In the case of the English man who took his parents to a village pub and then maligned the whole experience via the Internet, this can sometimes be a humiliating experience. The diner posted that the food was awful, the staff ignored him and the chef refused to speak to him. The chef in question retorted that the man finished his meal, despite saying it was inedible, and that the man was unspeakably rude. He went on to say that the restaurant had the whole thing on CCTV and if the guy didn’t shut it, he would put it up on Youtube. This he did in an open letter in a wellread English newspaper. Well said, agreed many chefs who are tired of ill-informed wannabees. However, had this been published in a magazine the restaurateur would probably have phoned the magazine to cancel his advertising.
The modern food critic is faced with another dilemma. With prior notice, venues will ensure that the food is to the taste of the reviewer, rather than cardboard cut outs of the “biggest sellers”. However, many are so confident these days that they no longer take the time to choose the best langoustine and the choicest cuts to serve to the reviewer. A few will go as far as treating the reviewer like another annoying part of a frustrating day and go as far as being dismissive and rude.
If only we could really write it as we see it.
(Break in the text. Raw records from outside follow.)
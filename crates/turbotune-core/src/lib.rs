//! # TurboTune Core Library
//!
//! Core functionality for the TurboTune boost-pressure modeling tools.

#![warn(missing_docs)]

//!
//! This library provides:
//! - Tuning configuration with JSON load/save and validation
//! - Boost-pressure calculation from engine speed and load
//! - Torque control valve state classification
//! - Power-gain estimation and report formatting
//!
//! ## Example
//!
//! ```rust
//! use turbotune_core::config::BoostTuning;
//! use turbotune_core::controller::{ActuatorState, BoostController};
//!
//! let controller = BoostController::new(BoostTuning::default()).expect("stock tuning is valid");
//! let report = controller.run_cycle(4000.0, 60.0);
//! assert!((report.boost_bar - 1.08).abs() < 1e-9);
//! assert_eq!(report.actuator, ActuatorState::Holding);
//! ```

pub mod config;
pub mod controller;
pub mod report;
pub mod units;

/// Re-export commonly used types
pub mod prelude {
    pub use crate::config::{BoostTuning, TuningError};
    pub use crate::controller::{ActuatorState, BoostController};
    pub use crate::report::BoostReport;
}

/// Library version
pub const VERSION: &str = env!("CARGO_PKG_VERSION");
The thing is that most restaurants, like people, are very rarely all bad. Even modest places may have helpful staff, flavoursome meals, chic décor or at least some of the above. While the big players may have everything right, as a result they can also be very boring. The food writer therefore, has to weigh up the good and the bad, and consider the wider public by putting aside personal preferences and collate the entire experience.
Chefs have been known to retaliate in a number of ways, from banning to taking the piss. Britain’s most reviled critic, Jay Raynor of the Observer incurred the wrath of Momofuku’s David Chang for a largely favourable review that singled out the lack of dessert options. A new dessert menu was being rolled out the following day. “Didn’t know fact checking was optional,” tweeted Chang.
Others refuse to be engaged and ignore a bad review. Others have been known to have a little fun with it. A Dallas TV reviewer, Leslie Brenner, speared a barbecue restaurant for not having forks. The restaurant tweeted a photo of plastic forks and declared it “Fork You Leslie Brenner Day” then declared on Facebook that the daily special was baloney, “smoked, not written”.
The modern reviewer often has to pick out the best and put aside the overcooked chicken with pineapple liqeuer in favour of the decadent dessert and the shapely waitress. It is a fine balance and if writing for a quality publication, one will take the time to give a balanced review rather than a pointed one.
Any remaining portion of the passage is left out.